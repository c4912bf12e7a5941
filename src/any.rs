use crate::error::ParseError;
use crate::parsed::Parsed;
use crate::parser::Parser;
use crate::stream::Stream;

/// Parser that consumes and returns the next character, whatever it is
pub struct AnyParser;

impl AnyParser {
    pub fn new() -> Self {
        AnyParser
    }
}

impl Parser for AnyParser {
    type Output = char;

    fn apply(&self, stream: &Stream, cursor: usize) -> Result<Parsed<Self::Output>, ParseError> {
        let found = stream.value(cursor)?;
        Ok(Parsed::new(found, cursor + 1))
    }
}

/// Convenience function to create an AnyParser
pub fn any() -> AnyParser {
    AnyParser::new()
}
use crate::error::ParseError;
use crate::parsed::Parsed;
use crate::parser::Parser;
use crate::stream::Stream;

/// Parser that matches one character out of a set
///
/// The argument is a character class, not a literal: `char("abc")`
/// matches a single `a`, `b`, or `c`. For multi-character literals use
/// [`lit`](crate::lit::lit).
pub struct CharParser {
    charset: String,
}

impl CharParser {
    pub fn new(charset: impl Into<String>) -> Self {
        CharParser {
            charset: charset.into(),
        }
    }
}

impl Parser for CharParser {
    type Output = char;

    fn apply(&self, stream: &Stream, cursor: usize) -> Result<Parsed<Self::Output>, ParseError> {
        let found = stream.value(cursor)?;
        if self.charset.contains(found) {
            Ok(Parsed::new(found, cursor + 1))
        } else {
            Err(ParseError::NotInCharset {
                charset: self.charset.clone(),
                found,
                position: cursor,
            })
        }
    }
}

/// Convenience function to create a CharParser
pub fn char(charset: impl Into<String>) -> CharParser {
    CharParser::new(charset)
}
use crate::error::ParseError;
use crate::parsed::Parsed;
use crate::parser::Parser;
use crate::stream::Stream;

/// Parser that matches a multi-character literal, position by position
pub struct LitParser {
    literal: String,
}

impl LitParser {
    pub fn new(literal: impl Into<String>) -> Self {
        LitParser {
            literal: literal.into(),
        }
    }
}

impl Parser for LitParser {
    type Output = String;

    fn apply(&self, stream: &Stream, cursor: usize) -> Result<Parsed<Self::Output>, ParseError> {
        let mut position = cursor;
        for expected in self.literal.chars() {
            let found = match stream.value(position) {
                Ok(found) => found,
                Err(ParseError::EndOfInput { .. }) => {
                    return Err(ParseError::LiteralTruncated {
                        literal: self.literal.clone(),
                        position,
                    });
                }
                Err(error) => return Err(error),
            };
            if found != expected {
                return Err(ParseError::LiteralMismatch {
                    literal: self.literal.clone(),
                    expected,
                    found,
                    position,
                });
            }
            position += 1;
        }
        Ok(Parsed::new(self.literal.clone(), position))
    }
}

/// Convenience function to create a LitParser
pub fn lit(literal: impl Into<String>) -> LitParser {
    LitParser::new(literal)
}
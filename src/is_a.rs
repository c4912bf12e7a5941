use crate::error::ParseError;
use crate::parsed::Parsed;
use crate::parser::Parser;
use crate::stream::Stream;

/// Parser that matches the next character against a predicate
pub struct IsAParser<F> {
    predicate: F,
}

impl<F> IsAParser<F> {
    pub fn new(predicate: F) -> Self {
        IsAParser { predicate }
    }
}

impl<F> Parser for IsAParser<F>
where
    F: Fn(char) -> bool,
{
    type Output = char;

    fn apply(&self, stream: &Stream, cursor: usize) -> Result<Parsed<Self::Output>, ParseError> {
        let found = stream.value(cursor)?;
        if (self.predicate)(found) {
            Ok(Parsed::new(found, cursor + 1))
        } else {
            Err(ParseError::Rejected {
                found,
                position: cursor,
            })
        }
    }
}

/// Convenience function to create an IsAParser
pub fn is_a<F>(predicate: F) -> IsAParser<F>
where
    F: Fn(char) -> bool,
{
    IsAParser::new(predicate)
}
//! End-to-end tests composing primitives and combinators through the
//! public API.

use charcomb::{
    Bounds, DiscardExt, LabelExt, Null, OptionalExt, ParseError, Parser, RangeExt, Stream, any,
    char, empty, eol, is_a, lit,
};

#[test]
fn test_literal_then_remainder() {
    let parsed = lit("abc").parse("abcd").unwrap();
    assert_eq!(parsed.value, "abc");
    assert_eq!(parsed.cursor, 4);
}

#[test]
fn test_literal_mismatch_names_the_char() {
    let error = lit("abc").parse("abd").unwrap_err();
    let message = error.to_string();
    assert!(message.contains("'d'"), "unexpected message: {message}");
}

#[test]
fn test_signed_number() {
    // Threads (stream, cursor) through a sign, digits, and eol by hand;
    // each stage resumes at the previous stage's cursor.
    let stream = Stream::new("-204");
    let sign = char("+-").optional();
    let digits = char("0123456789").range(Bounds::at_least(1));

    let (sign, cursor) = sign.apply(&stream, 1).unwrap().unpack();
    let (digits, cursor) = digits.apply(&stream, cursor).unwrap().unpack();
    let (_, cursor) = eol().apply(&stream, cursor).unwrap().unpack();

    assert_eq!(sign, Some('-'));
    assert_eq!(digits, "204");
    assert_eq!(cursor, 5);
}

#[test]
fn test_unsigned_number_skips_the_sign() {
    let stream = Stream::new("37");
    let sign = char("+-").optional();
    let digits = char("0123456789").range(Bounds::at_least(1));

    let (sign, cursor) = sign.apply(&stream, 1).unwrap().unpack();
    let (digits, _) = digits.apply(&stream, cursor).unwrap().unpack();

    assert_eq!(sign, None);
    assert_eq!(digits, "37");
}

#[test]
fn test_discarded_whitespace_between_words() {
    let stream = Stream::new("foo   bar");
    let word = is_a(|c| c.is_alphabetic()).range(Bounds::at_least(1));
    let spaces = char(" \t").range(Bounds::at_least(1)).discard();

    let (first, cursor) = word.apply(&stream, 1).unwrap().unpack();
    let (gap, cursor) = spaces.apply(&stream, cursor).unwrap().unpack();
    let (second, cursor) = word.apply(&stream, cursor).unwrap().unpack();

    assert_eq!(first, "foo");
    assert_eq!(gap, Null);
    assert_eq!(second, "bar");
    assert_eq!(cursor, 10);
    assert!(eol().apply(&stream, cursor).is_ok());
}

#[test]
fn test_labeled_composite_failure() {
    let version = lit("v")
        .range(Bounds::between(0, 2))
        .label("version prefix");

    // min 0 means the prefix is optional; this cannot fail.
    let parsed = version.parse("x1").unwrap();
    assert_eq!(parsed.value, "");

    let strict = lit("v1.").label("version number");
    let error = strict.parse("v2.0").unwrap_err();
    assert_eq!(error.to_string(), "expected version number");
    assert_eq!(error.position(), 2);
}

#[test]
fn test_bounded_identifier_length() {
    let ident = is_a(|c| c.is_ascii_lowercase()).range(Bounds::between(1, 8));

    let parsed = ident.parse("abcdefghijkl").unwrap();
    assert_eq!(parsed.value, "abcdefgh");
    assert_eq!(parsed.cursor, 9);
}

#[test]
fn test_empty_is_a_neutral_step() {
    let stream = Stream::new("ab");
    let (value, cursor) = empty().apply(&stream, 2).unwrap().unpack();
    assert_eq!(value, Null);
    assert_eq!(cursor, 2);
}

#[test]
fn test_any_then_eol() {
    let stream = Stream::new("q");
    let (value, cursor) = any().apply(&stream, 1).unwrap().unpack();
    assert_eq!(value, 'q');
    let (end, cursor) = eol().apply(&stream, cursor).unwrap().unpack();
    assert_eq!(end, Null);
    assert_eq!(cursor, 2);
}

#[test]
fn test_eol_on_empty_and_remaining_input() {
    let parsed = eol().parse("").unwrap();
    assert_eq!(parsed.value, Null);
    assert_eq!(parsed.cursor, 1);

    assert!(eol().parse("x").is_err());
}

#[test]
fn test_any_on_empty_and_single_char_input() {
    assert_eq!(
        any().parse("").unwrap_err(),
        ParseError::EndOfInput { position: 1 }
    );

    let parsed = any().parse("z").unwrap();
    assert_eq!(parsed.value, 'z');
    assert_eq!(parsed.cursor, 2);
}

#[test]
fn test_char_member_and_non_member() {
    let parsed = char("abc").parse("b").unwrap();
    assert_eq!(parsed.value, 'b');
    assert_eq!(parsed.cursor, 2);

    assert!(char("abc").parse("z").is_err());
}

#[test]
fn test_parsers_are_shareable() {
    // One parser value, many independent runs.
    let digits = char("0123456789").range(Bounds::at_least(1));
    assert_eq!(digits.parse("12").unwrap().value, "12");
    assert_eq!(digits.parse("999x").unwrap().value, "999");
    assert!(digits.parse("x").is_err());
    assert_eq!(digits.parse("12").unwrap().value, "12");
}
use crate::error::ParseError;
use crate::parsed::Parsed;
use crate::stream::Stream;

/// Core parser trait for parser combinators
///
/// A parser is a single-step transition over `(stream, cursor)`: it
/// either makes progress (possibly zero-width) and returns the matched
/// value with the advanced cursor, or fails without consuming
/// anything. Parsers are immutable after construction; combinators
/// wrap existing parsers by value and return new ones, so any parser
/// can be reused across any number of independent `parse` calls.
pub trait Parser {
    type Output;

    /// Attempt to parse from the given cursor position.
    ///
    /// Returns the parsed value and updated cursor on success. On
    /// failure the caller's cursor is untouched; errors carry the
    /// failure position in their message only.
    fn apply(&self, stream: &Stream, cursor: usize) -> Result<Parsed<Self::Output>, ParseError>;

    /// Run this parser against a whole input string.
    ///
    /// Seeds a fresh stream and cursor 1, invokes the parser once, and
    /// returns its result directly. This is the only place a stream is
    /// constructed; everything below operates on `(stream, cursor)`
    /// pairs handed to it.
    fn parse(&self, input: &str) -> Result<Parsed<Self::Output>, ParseError> {
        let stream = Stream::new(input);
        self.apply(&stream, 1)
    }
}
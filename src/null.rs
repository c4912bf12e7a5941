/// The unit value standing in for a discarded or absent match.
///
/// `Null` is the success value of parsers whose match is semantically
/// empty: `empty()`, `eol()`, and anything wrapped in `discard()`. It
/// is zero-sized, and its identity is structural: every `Null` equals
/// every other `Null`, and equals `()`, the language's own void value.
/// Comparing it against any other type does not compile.
#[derive(Debug, Clone, Copy, Default, PartialEq, Eq, Hash)]
pub struct Null;

impl PartialEq<()> for Null {
    fn eq(&self, _: &()) -> bool {
        true
    }
}

impl PartialEq<Null> for () {
    fn eq(&self, _: &Null) -> bool {
        true
    }
}
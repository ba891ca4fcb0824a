//! # Component abstraction.
//!
//! A [`Component`] is one long-running service (scheduler, gateway, ...).
//! It has a stable [`name`](Component::name) and an async [`run`](Component::run)
//! method that receives the supervisor's root [`CancellationToken`].
//!
//! Under normal operation `run` never returns: it is itself a server loop.
//! Any return, clean or not, is a terminal outcome for the whole process.

use async_trait::async_trait;
use tokio_util::sync::CancellationToken;

use crate::error::ComponentError;

/// # Runnable component.
///
/// # Example
/// ```
/// use async_trait::async_trait;
/// use tokio_util::sync::CancellationToken;
/// use servicevisor::{Component, ComponentError};
///
/// struct Heartbeat;
///
/// #[async_trait]
/// impl Component for Heartbeat {
///     fn name(&self) -> &str { "heartbeat" }
///
///     async fn run(&self, ctx: CancellationToken) -> Result<(), ComponentError> {
///         ctx.cancelled().await;
///         Err(ComponentError::Canceled)
///     }
/// }
/// ```
#[async_trait]
pub trait Component: Send + Sync + 'static {
    /// Returns a stable, human-readable component name.
    fn name(&self) -> &str;

    /// Runs the component until it fails or `ctx` is cancelled.
    ///
    /// Implementations should return `Err(ComponentError::Canceled)` (or `Ok`)
    /// promptly once `ctx` is cancelled.
    async fn run(&self, ctx: CancellationToken) -> Result<(), ComponentError>;
}

/// Constructed, not-yet-started component, owned by the supervisor.
pub type ComponentHandle = Box<dyn Component>;
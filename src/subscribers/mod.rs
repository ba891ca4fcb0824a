//! # Event subscribers for the servicevisor runtime.
//!
//! This module provides the [`Subscribe`] trait, the [`SubscriberSet`] fan-out
//! and the built-in [`LogWriter`].
//!
//! ## Architecture
//! ```text
//! Runner ── publish(Event) ──► Bus ──► subscriber_listener ──► SubscriberSet::emit
//!                                                                  │
//!                                                        ┌─────────┼─────────┐
//!                                                        ▼         ▼         ▼
//!                                                    LogWriter  Metrics   Custom
//! ```

mod log;
mod subscribe;
mod subscriber_set;

pub use log::LogWriter;
pub use subscribe::Subscribe;
pub use subscriber_set::SubscriberSet;
//! # Selection resolver.
//!
//! A [`Selection`] is the operator's validated request of which components to
//! run. Validation happens once, before any side effect: the list must be
//! non-empty and every entry must be known to the [`Registry`].

use crate::components::registry::Registry;
use crate::error::ServeError;

/// Validated, immutable set of requested component names.
#[derive(Debug, Clone, PartialEq, Eq)]
pub struct Selection {
    names: Vec<String>,
    all: bool,
}

impl Selection {
    /// Validates `requested` against `registry`.
    ///
    /// Fails with [`ServeError::NoComponents`] on an empty list and with
    /// [`ServeError::UnknownComponent`] on the first unknown name.
    ///
    /// # Example
    /// ```
    /// use servicevisor::{Registry, Selection, ServeError};
    ///
    /// let reg = Registry::new("all", ["gateway", "scheduler"]);
    /// let sel = Selection::resolve(&reg, ["gateway"]).unwrap();
    /// assert!(sel.is_enabled("gateway"));
    /// assert!(!sel.is_enabled("scheduler"));
    ///
    /// let err = Selection::resolve(&reg, ["notexist"]).unwrap_err();
    /// assert!(matches!(err, ServeError::UnknownComponent { .. }));
    /// ```
    pub fn resolve<I, S>(registry: &Registry, requested: I) -> Result<Self, ServeError>
    where
        I: IntoIterator<Item = S>,
        S: AsRef<str>,
    {
        let mut names: Vec<String> = Vec::new();
        let mut all = false;

        for name in requested {
            let name = name.as_ref();
            if !registry.is_known(name) {
                return Err(ServeError::UnknownComponent {
                    name: name.to_string(),
                });
            }
            if registry.is_wildcard(name) {
                all = true;
            } else if !names.iter().any(|n| n == name) {
                names.push(name.to_string());
            }
        }

        if names.is_empty() && !all {
            return Err(ServeError::NoComponents);
        }
        Ok(Self { names, all })
    }

    /// True iff `name` was requested or the wildcard was.
    pub fn is_enabled(&self, name: &str) -> bool {
        self.all || self.names.iter().any(|n| n == name)
    }

    /// True if the wildcard was requested.
    pub fn is_all(&self) -> bool {
        self.all
    }

    /// Enabled component names, in registry order.
    pub fn enabled<'r>(&self, registry: &'r Registry) -> Vec<&'r str> {
        registry.names().filter(|n| self.is_enabled(n)).collect()
    }
}
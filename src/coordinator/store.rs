//! # Coordination store.
//!
//! [`Store`] is the key-value state served by the embedded coordinator. It is
//! cheap to clone; clones share the same state. Every mutation bumps a global
//! revision, which lets callers detect concurrent updates.
//!
//! Locks are ordinary keys under [`LOCK_PREFIX`] whose value is the owner.

use std::collections::BTreeMap;
use std::sync::Arc;

use serde::{Deserialize, Serialize};
use tokio::sync::RwLock;

/// Key prefix reserved for ownership locks.
pub const LOCK_PREFIX: &str = "__locks/";

/// A stored value with the revision that last wrote it.
#[derive(Debug, Clone, PartialEq, Eq, Serialize, Deserialize)]
pub struct KeyValue {
    pub value: String,
    pub revision: u64,
}

/// Serializable store contents.
#[derive(Debug, Clone, Default, PartialEq, Eq, Serialize, Deserialize)]
pub(crate) struct Snapshot {
    pub(crate) revision: u64,
    pub(crate) entries: BTreeMap<String, KeyValue>,
}

/// Shared key-value state.
#[derive(Debug, Clone, Default)]
pub struct Store {
    inner: Arc<RwLock<Snapshot>>,
}

impl Store {
    /// Creates an empty store.
    pub fn new() -> Self {
        Self::default()
    }

    pub(crate) fn from_snapshot(snapshot: Snapshot) -> Self {
        Self {
            inner: Arc::new(RwLock::new(snapshot)),
        }
    }

    pub(crate) async fn snapshot(&self) -> Snapshot {
        self.inner.read().await.clone()
    }

    /// Current global revision (0 for a fresh store).
    pub async fn revision(&self) -> u64 {
        self.inner.read().await.revision
    }

    pub async fn get(&self, key: &str) -> Option<KeyValue> {
        self.inner.read().await.entries.get(key).cloned()
    }

    /// Writes `value` under `key` and returns the new revision.
    pub async fn put(&self, key: impl Into<String>, value: impl Into<String>) -> u64 {
        let mut state = self.inner.write().await;
        Self::write(&mut state, key.into(), value.into())
    }

    /// Removes `key`; returns whether it existed.
    pub async fn delete(&self, key: &str) -> bool {
        let mut state = self.inner.write().await;
        if state.entries.remove(key).is_some() {
            state.revision += 1;
            true
        } else {
            false
        }
    }

    /// All entries whose key starts with `prefix`, in key order.
    pub async fn list(&self, prefix: &str) -> Vec<(String, KeyValue)> {
        self.inner
            .read()
            .await
            .entries
            .range(prefix.to_string()..)
            .take_while(|(k, _)| k.starts_with(prefix))
            .map(|(k, v)| (k.clone(), v.clone()))
            .collect()
    }

    /// Writes `value` only if the current value equals `expected`
    /// (`None` = key absent). Returns the new revision on success.
    pub async fn compare_and_swap(
        &self,
        key: &str,
        expected: Option<&str>,
        value: impl Into<String>,
    ) -> Option<u64> {
        let mut state = self.inner.write().await;
        let current = state.entries.get(key).map(|kv| kv.value.as_str());
        if current != expected {
            return None;
        }
        Some(Self::write(&mut state, key.to_string(), value.into()))
    }

    /// Acquires the named lock for `owner`. Re-acquiring an owned lock succeeds.
    pub async fn try_lock(&self, name: &str, owner: &str) -> bool {
        let key = format!("{LOCK_PREFIX}{name}");
        let mut state = self.inner.write().await;
        match state.entries.get(&key) {
            Some(kv) => kv.value == owner,
            None => {
                Self::write(&mut state, key, owner.to_string());
                true
            }
        }
    }

    /// Releases the named lock if `owner` holds it.
    pub async fn unlock(&self, name: &str, owner: &str) -> bool {
        let key = format!("{LOCK_PREFIX}{name}");
        let mut state = self.inner.write().await;
        let held = state.entries.get(&key).is_some_and(|kv| kv.value == owner);
        if held {
            state.entries.remove(&key);
            state.revision += 1;
        }
        held
    }

    fn write(state: &mut Snapshot, key: String, value: String) -> u64 {
        state.revision += 1;
        let revision = state.revision;
        state.entries.insert(key, KeyValue { value, revision });
        revision
    }
}

#[cfg(test)]
mod tests {
    use super::*;

    #[tokio::test]
    async fn put_get_delete_bump_revision() {
        let store = Store::new();
        assert_eq!(store.put("a", "1").await, 1);
        assert_eq!(store.put("a", "2").await, 2);
        assert_eq!(
            store.get("a").await,
            Some(KeyValue {
                value: "2".into(),
                revision: 2
            })
        );
        assert!(store.delete("a").await);
        assert!(!store.delete("a").await);
        assert_eq!(store.revision().await, 3);
        assert_eq!(store.get("a").await, None);
    }

    #[tokio::test]
    async fn list_is_prefix_scoped() {
        let store = Store::new();
        store.put("runs/1", "queued").await;
        store.put("runs/2", "running").await;
        store.put("runsx", "other").await;
        store.put("projects/1", "p").await;

        let keys: Vec<String> = store.list("runs/").await.into_iter().map(|(k, _)| k).collect();
        assert_eq!(keys, vec!["runs/1", "runs/2"]);
    }

    #[tokio::test]
    async fn compare_and_swap_checks_current_value() {
        let store = Store::new();
        assert!(store.compare_and_swap("k", Some("x"), "v").await.is_none());
        assert!(store.compare_and_swap("k", None, "v").await.is_some());
        assert!(store.compare_and_swap("k", None, "w").await.is_none());
        assert!(store.compare_and_swap("k", Some("v"), "w").await.is_some());
        assert_eq!(store.get("k").await.unwrap().value, "w");
    }

    #[tokio::test]
    async fn locks_are_exclusive_per_owner() {
        let store = Store::new();
        assert!(store.try_lock("scheduler", "node-a").await);
        assert!(store.try_lock("scheduler", "node-a").await);
        assert!(!store.try_lock("scheduler", "node-b").await);
        assert!(!store.unlock("scheduler", "node-b").await);
        assert!(store.unlock("scheduler", "node-a").await);
        assert!(store.try_lock("scheduler", "node-b").await);
    }
}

▶ [Task details]: Look through the entries, and return every line that the word "type" appears in.

▶ [Result]:
    type Output = char;
    type Output = char;
    type Output = String;
    type Output = char;
    type Output;
/// Comparing it against any other type does not compile.
pub type ComponentHandle = Box<dyn Component>;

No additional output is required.